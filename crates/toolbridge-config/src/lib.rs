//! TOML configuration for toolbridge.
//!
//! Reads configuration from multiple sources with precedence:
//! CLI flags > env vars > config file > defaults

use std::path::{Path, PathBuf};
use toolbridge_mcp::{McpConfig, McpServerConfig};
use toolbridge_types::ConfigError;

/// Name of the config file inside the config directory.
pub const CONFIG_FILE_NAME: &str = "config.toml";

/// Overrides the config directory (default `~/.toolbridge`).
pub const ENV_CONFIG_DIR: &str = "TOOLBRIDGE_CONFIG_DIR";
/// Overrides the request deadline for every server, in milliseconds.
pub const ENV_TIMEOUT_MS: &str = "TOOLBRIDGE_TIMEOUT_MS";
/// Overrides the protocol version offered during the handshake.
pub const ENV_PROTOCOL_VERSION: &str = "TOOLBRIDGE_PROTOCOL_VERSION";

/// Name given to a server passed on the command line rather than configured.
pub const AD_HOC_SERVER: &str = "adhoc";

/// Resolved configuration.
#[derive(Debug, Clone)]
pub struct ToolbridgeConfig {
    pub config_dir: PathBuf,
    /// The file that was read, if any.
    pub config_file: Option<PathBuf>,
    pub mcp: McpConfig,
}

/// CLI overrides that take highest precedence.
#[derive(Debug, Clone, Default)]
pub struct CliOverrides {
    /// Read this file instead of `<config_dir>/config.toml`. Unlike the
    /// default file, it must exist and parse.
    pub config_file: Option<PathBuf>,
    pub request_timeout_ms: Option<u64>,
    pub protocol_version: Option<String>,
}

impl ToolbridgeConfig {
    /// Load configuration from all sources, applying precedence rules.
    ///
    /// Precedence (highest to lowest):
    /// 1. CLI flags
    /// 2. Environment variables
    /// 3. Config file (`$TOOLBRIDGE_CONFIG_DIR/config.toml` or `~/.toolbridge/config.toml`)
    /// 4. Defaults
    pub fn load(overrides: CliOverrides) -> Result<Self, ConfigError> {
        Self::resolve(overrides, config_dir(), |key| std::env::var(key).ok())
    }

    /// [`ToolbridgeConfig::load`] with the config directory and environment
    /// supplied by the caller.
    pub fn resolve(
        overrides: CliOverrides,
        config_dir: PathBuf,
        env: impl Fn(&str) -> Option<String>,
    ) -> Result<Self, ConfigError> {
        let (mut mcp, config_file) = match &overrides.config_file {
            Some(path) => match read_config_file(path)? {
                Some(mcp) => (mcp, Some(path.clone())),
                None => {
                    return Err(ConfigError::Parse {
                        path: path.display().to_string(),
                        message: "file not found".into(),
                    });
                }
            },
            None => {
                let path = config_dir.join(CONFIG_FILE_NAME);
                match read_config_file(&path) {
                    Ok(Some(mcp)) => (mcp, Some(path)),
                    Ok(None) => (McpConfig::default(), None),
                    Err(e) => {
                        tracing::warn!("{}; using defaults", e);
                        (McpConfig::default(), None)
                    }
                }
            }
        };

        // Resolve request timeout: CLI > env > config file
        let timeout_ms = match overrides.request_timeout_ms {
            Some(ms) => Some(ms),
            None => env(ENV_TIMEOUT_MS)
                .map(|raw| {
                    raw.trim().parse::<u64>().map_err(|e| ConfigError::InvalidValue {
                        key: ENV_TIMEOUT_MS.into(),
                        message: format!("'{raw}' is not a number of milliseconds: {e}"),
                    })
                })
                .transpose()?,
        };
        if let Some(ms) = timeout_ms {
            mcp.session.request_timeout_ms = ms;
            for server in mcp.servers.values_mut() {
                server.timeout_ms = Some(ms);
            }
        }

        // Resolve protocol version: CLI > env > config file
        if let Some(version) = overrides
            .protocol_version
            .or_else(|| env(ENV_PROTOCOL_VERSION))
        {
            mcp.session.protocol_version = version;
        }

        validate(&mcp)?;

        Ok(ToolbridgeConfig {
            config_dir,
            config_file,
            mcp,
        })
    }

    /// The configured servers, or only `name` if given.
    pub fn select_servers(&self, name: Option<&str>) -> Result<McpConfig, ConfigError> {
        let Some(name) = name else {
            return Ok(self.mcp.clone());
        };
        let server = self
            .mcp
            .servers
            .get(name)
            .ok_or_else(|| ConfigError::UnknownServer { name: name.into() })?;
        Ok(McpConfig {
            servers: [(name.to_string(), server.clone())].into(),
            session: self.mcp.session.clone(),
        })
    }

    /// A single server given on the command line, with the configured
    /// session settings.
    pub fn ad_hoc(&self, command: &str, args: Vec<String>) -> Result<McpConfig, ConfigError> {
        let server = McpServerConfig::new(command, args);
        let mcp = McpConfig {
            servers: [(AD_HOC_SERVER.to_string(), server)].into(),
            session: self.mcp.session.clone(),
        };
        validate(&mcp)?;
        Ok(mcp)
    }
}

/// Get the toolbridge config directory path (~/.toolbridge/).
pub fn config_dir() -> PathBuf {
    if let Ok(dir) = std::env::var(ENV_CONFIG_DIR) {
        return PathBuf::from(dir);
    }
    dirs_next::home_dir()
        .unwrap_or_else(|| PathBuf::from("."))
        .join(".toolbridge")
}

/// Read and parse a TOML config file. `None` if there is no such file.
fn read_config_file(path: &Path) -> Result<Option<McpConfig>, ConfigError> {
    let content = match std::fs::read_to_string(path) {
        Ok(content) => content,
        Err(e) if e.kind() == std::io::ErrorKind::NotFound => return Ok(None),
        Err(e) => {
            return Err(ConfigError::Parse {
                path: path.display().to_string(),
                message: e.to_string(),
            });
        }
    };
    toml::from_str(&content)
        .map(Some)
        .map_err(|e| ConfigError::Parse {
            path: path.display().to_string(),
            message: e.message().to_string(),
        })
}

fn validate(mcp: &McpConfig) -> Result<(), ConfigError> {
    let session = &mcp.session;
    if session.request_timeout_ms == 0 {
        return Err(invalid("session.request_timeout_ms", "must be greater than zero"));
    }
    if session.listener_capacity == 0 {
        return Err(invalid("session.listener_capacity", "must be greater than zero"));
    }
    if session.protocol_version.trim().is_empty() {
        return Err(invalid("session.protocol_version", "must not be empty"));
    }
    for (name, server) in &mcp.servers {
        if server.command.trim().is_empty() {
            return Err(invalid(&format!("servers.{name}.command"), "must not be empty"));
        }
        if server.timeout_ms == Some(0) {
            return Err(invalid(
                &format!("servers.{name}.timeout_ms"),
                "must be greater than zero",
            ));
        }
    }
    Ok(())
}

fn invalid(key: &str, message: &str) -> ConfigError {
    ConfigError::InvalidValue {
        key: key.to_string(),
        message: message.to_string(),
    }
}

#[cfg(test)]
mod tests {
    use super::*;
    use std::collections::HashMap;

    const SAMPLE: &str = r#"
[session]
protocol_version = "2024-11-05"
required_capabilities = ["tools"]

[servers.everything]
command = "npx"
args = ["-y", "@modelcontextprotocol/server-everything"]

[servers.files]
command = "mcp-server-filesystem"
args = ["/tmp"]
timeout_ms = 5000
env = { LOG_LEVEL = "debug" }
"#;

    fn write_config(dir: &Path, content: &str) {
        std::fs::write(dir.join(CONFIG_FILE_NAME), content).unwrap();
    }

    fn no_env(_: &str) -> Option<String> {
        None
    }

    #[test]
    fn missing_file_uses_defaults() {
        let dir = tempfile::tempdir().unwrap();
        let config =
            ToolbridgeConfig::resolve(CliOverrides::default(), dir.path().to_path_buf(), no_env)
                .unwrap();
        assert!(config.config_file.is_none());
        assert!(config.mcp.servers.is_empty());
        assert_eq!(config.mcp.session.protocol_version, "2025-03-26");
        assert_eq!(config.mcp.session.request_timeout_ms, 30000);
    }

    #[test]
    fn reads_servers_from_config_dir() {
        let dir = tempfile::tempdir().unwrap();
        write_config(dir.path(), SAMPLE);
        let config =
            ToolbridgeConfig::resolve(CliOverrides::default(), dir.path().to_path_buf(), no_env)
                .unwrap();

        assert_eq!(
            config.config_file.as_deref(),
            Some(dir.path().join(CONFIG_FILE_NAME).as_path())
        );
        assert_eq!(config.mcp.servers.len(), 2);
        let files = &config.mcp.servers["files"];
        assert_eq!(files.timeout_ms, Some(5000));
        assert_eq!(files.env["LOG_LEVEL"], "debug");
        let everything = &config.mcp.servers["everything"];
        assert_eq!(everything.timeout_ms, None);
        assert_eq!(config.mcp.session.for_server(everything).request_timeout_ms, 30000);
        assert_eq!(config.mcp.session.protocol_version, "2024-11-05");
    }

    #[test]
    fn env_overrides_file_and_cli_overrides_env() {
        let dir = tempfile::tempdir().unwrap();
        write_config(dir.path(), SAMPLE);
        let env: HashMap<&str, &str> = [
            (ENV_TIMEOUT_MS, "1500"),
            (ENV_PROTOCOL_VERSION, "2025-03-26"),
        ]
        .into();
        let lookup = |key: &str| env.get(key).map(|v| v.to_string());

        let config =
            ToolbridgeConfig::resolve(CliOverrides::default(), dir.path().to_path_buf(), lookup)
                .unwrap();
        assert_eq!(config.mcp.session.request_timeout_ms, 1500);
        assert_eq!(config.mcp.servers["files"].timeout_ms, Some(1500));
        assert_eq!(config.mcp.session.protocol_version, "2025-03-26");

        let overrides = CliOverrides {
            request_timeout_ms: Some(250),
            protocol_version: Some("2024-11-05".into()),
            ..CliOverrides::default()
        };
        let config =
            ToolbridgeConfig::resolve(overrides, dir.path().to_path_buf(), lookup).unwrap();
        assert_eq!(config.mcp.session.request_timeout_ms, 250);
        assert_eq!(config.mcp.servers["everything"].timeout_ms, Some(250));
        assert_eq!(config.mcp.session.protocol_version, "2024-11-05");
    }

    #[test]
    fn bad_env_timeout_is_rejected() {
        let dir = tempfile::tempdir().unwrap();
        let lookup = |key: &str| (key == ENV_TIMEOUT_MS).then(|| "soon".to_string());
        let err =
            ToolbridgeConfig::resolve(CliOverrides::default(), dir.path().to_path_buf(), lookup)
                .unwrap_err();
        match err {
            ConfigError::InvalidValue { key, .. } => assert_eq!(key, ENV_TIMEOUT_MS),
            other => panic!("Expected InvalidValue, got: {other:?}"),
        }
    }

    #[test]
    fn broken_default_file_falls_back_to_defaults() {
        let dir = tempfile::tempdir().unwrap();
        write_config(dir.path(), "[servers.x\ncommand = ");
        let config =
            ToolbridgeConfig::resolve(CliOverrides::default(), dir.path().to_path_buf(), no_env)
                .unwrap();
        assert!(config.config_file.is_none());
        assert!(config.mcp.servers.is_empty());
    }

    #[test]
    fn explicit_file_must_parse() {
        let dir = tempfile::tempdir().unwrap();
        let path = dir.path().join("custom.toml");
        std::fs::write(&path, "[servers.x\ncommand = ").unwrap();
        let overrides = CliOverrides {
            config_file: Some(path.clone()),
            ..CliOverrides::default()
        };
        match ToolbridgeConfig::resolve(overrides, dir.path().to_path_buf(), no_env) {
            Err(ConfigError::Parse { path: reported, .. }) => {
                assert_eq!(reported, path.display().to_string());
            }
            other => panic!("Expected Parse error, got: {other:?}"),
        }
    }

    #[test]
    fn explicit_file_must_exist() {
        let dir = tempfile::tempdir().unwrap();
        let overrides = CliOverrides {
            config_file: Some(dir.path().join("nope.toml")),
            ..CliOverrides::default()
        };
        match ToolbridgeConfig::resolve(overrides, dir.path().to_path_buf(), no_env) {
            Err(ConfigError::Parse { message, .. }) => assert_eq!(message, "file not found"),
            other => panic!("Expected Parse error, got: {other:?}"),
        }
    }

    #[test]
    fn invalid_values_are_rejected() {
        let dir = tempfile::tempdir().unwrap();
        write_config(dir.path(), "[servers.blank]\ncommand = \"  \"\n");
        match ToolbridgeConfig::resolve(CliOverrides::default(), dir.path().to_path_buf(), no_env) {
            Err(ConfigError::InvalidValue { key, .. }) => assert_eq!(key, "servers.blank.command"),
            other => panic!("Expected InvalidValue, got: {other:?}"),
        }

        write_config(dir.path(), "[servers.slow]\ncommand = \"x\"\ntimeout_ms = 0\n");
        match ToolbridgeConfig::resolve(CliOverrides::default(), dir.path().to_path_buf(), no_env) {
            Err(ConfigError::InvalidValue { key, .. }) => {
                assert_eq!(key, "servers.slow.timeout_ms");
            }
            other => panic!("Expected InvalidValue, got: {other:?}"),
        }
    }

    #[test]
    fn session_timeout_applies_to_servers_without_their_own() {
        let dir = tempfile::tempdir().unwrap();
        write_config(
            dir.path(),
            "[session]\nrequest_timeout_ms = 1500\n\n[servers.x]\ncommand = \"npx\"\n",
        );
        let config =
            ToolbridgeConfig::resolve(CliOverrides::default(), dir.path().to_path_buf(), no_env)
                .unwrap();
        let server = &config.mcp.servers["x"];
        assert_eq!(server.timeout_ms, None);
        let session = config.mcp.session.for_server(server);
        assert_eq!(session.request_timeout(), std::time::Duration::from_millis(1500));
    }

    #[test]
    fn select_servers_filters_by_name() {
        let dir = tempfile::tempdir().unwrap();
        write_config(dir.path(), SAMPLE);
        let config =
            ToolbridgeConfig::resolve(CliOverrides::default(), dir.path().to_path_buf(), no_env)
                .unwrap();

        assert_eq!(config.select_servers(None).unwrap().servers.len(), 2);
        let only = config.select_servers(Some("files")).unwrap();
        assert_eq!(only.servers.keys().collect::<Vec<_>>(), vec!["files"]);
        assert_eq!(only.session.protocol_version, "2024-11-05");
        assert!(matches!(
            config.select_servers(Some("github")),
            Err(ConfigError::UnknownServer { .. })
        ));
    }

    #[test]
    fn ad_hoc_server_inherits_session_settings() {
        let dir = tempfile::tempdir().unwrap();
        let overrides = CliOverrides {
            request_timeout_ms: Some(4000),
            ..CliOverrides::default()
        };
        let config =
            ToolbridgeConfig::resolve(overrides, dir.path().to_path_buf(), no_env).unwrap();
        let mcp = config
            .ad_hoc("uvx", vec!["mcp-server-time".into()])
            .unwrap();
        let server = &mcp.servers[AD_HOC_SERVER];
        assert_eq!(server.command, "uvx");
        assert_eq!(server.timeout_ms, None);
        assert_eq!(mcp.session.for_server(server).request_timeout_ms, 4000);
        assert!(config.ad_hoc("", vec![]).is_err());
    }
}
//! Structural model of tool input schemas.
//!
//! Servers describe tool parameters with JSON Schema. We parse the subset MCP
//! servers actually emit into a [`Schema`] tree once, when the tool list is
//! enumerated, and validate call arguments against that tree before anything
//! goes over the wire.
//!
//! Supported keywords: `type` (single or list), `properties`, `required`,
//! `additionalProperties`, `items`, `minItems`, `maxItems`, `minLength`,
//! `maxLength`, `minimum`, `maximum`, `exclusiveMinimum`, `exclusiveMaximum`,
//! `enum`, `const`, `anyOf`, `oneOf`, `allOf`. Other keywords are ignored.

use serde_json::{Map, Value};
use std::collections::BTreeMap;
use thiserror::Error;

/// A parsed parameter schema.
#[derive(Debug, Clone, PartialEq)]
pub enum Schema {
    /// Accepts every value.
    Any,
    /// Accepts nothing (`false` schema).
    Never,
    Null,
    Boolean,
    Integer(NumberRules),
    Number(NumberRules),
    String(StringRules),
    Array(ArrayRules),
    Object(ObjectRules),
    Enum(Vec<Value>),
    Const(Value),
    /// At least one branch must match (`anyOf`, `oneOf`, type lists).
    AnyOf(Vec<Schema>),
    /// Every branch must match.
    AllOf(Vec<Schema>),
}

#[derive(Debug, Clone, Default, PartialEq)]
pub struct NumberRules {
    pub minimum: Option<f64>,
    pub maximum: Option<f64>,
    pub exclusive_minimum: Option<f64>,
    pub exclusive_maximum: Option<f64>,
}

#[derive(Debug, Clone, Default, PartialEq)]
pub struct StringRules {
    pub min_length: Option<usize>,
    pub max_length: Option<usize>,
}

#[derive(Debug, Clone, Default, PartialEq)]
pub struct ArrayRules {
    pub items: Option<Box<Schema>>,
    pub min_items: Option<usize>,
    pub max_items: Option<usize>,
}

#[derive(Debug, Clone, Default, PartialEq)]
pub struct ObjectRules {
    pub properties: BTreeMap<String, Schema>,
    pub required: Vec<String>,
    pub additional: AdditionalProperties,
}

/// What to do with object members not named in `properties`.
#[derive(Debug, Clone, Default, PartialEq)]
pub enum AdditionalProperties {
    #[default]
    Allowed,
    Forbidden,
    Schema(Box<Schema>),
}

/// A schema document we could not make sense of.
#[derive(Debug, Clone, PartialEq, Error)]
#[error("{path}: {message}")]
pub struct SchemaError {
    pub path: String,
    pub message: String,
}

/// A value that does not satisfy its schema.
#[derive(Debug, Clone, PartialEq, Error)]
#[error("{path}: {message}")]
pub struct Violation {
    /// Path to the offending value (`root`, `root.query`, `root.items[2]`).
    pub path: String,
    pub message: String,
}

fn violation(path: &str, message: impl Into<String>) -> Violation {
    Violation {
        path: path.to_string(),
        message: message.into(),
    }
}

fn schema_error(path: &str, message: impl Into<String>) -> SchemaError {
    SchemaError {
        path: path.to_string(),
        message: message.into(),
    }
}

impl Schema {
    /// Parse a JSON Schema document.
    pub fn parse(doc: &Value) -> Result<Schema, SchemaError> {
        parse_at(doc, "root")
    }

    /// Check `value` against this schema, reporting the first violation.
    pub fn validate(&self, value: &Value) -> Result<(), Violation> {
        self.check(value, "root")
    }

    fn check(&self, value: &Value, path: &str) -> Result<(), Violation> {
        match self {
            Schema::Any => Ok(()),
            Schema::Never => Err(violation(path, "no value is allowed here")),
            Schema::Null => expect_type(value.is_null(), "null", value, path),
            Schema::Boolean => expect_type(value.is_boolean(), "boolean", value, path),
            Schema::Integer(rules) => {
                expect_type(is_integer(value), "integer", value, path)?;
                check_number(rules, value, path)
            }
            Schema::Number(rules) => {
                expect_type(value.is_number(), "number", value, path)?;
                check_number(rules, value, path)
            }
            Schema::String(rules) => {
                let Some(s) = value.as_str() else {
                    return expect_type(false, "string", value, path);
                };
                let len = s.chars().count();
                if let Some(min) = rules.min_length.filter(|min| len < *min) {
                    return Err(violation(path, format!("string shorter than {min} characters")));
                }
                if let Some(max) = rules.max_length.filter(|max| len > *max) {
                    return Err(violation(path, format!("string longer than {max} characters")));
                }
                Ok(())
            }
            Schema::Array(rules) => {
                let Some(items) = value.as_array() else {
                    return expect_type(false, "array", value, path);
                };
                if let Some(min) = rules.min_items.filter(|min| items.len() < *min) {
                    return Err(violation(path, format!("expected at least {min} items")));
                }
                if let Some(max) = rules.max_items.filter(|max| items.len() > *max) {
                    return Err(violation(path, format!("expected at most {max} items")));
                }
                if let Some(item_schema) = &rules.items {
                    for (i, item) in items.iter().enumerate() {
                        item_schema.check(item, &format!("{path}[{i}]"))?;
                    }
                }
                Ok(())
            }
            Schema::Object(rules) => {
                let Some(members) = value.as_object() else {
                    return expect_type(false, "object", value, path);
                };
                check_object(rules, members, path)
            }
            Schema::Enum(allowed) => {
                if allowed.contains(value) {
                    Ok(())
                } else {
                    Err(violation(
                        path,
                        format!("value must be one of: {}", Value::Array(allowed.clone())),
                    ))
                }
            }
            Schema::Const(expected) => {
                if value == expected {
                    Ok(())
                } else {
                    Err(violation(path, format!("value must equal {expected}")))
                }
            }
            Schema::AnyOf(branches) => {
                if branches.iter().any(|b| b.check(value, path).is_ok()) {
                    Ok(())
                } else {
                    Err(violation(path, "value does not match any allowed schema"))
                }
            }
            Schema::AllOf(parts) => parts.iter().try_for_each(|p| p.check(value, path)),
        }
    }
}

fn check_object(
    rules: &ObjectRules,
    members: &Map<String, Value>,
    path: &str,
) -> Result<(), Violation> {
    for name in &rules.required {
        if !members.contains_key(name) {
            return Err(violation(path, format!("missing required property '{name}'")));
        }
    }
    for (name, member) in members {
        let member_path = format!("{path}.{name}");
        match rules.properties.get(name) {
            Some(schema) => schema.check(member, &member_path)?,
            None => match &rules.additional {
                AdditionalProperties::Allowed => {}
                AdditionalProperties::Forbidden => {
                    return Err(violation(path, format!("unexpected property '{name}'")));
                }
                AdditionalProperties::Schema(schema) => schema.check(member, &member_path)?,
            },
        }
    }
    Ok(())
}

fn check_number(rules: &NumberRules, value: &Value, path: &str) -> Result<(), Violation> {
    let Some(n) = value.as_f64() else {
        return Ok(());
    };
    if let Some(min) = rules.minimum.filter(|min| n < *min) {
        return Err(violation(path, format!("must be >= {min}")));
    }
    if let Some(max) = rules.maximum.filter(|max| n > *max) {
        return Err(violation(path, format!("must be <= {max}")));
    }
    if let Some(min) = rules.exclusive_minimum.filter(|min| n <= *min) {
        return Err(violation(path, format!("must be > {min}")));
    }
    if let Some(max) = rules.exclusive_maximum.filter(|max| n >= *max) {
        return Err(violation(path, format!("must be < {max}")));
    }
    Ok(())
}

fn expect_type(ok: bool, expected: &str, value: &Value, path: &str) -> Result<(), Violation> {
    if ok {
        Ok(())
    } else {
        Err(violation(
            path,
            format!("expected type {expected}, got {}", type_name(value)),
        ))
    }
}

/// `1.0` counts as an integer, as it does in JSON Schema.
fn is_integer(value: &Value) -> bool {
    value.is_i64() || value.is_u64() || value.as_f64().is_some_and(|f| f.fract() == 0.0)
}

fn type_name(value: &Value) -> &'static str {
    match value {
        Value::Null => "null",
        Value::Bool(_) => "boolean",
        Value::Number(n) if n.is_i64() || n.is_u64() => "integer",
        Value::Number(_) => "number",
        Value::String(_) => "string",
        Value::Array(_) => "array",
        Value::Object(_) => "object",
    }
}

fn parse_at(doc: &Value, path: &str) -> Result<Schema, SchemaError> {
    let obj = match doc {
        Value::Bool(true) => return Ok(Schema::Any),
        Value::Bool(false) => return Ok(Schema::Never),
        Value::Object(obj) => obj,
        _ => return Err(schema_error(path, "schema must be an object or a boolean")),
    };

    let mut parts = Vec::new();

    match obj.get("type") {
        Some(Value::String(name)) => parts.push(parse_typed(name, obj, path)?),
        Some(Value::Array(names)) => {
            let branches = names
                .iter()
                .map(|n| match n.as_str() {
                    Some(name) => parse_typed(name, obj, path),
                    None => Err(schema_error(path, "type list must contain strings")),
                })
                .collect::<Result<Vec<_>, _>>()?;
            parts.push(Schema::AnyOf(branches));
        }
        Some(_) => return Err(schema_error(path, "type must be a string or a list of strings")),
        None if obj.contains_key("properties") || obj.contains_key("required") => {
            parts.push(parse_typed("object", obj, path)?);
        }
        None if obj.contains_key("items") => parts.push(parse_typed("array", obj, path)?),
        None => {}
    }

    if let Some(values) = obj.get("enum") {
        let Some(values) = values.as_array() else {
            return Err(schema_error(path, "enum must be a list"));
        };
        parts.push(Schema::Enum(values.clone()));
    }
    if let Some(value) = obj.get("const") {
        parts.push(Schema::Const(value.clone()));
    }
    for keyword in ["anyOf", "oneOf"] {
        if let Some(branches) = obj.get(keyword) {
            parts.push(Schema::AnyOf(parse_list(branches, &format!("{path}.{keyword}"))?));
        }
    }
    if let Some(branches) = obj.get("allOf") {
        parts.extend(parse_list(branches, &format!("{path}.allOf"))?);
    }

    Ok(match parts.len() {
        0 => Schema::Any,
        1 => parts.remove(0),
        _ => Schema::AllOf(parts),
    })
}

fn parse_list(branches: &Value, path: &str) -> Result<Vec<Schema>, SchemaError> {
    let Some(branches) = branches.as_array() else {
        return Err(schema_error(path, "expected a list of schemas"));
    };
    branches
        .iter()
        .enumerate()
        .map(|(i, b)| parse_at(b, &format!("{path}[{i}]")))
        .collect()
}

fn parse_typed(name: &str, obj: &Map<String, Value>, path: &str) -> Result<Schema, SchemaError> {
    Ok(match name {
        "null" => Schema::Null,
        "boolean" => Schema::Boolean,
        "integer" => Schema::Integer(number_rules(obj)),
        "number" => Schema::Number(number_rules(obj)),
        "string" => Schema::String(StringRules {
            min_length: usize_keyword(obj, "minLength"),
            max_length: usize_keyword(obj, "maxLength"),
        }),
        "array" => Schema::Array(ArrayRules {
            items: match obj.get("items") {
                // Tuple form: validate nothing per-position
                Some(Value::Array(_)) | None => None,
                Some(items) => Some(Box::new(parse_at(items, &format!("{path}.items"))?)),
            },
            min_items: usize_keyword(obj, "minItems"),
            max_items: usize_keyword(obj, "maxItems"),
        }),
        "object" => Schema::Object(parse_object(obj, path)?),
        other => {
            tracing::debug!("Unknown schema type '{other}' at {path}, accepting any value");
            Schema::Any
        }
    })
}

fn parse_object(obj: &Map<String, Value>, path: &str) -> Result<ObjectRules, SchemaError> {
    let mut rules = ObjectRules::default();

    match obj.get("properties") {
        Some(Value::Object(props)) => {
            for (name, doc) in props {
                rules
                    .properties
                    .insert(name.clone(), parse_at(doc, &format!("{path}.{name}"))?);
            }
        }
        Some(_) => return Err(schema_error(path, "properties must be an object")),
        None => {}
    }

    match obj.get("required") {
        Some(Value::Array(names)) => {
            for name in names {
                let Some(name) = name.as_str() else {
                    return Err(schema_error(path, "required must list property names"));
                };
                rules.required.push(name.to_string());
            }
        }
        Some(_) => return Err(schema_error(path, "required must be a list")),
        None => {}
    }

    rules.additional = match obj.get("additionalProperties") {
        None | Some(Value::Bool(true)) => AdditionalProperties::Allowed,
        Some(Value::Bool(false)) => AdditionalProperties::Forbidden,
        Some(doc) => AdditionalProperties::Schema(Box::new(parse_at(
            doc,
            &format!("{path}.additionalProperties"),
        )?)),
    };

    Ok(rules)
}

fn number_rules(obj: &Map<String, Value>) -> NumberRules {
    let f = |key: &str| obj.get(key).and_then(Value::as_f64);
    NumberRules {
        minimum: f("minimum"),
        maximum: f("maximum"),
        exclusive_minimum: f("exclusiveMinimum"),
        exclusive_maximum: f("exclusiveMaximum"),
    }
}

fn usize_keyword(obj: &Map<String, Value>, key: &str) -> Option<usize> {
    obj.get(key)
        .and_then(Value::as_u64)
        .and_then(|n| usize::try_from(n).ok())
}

Aim of the exercise:
Show each line of the material where the word "tracing" occurs.

Output for this task:
                        tracing::warn!("{}; using defaults", e);
            tracing::debug!("Unknown schema type '{other}' at {path}, accepting any value");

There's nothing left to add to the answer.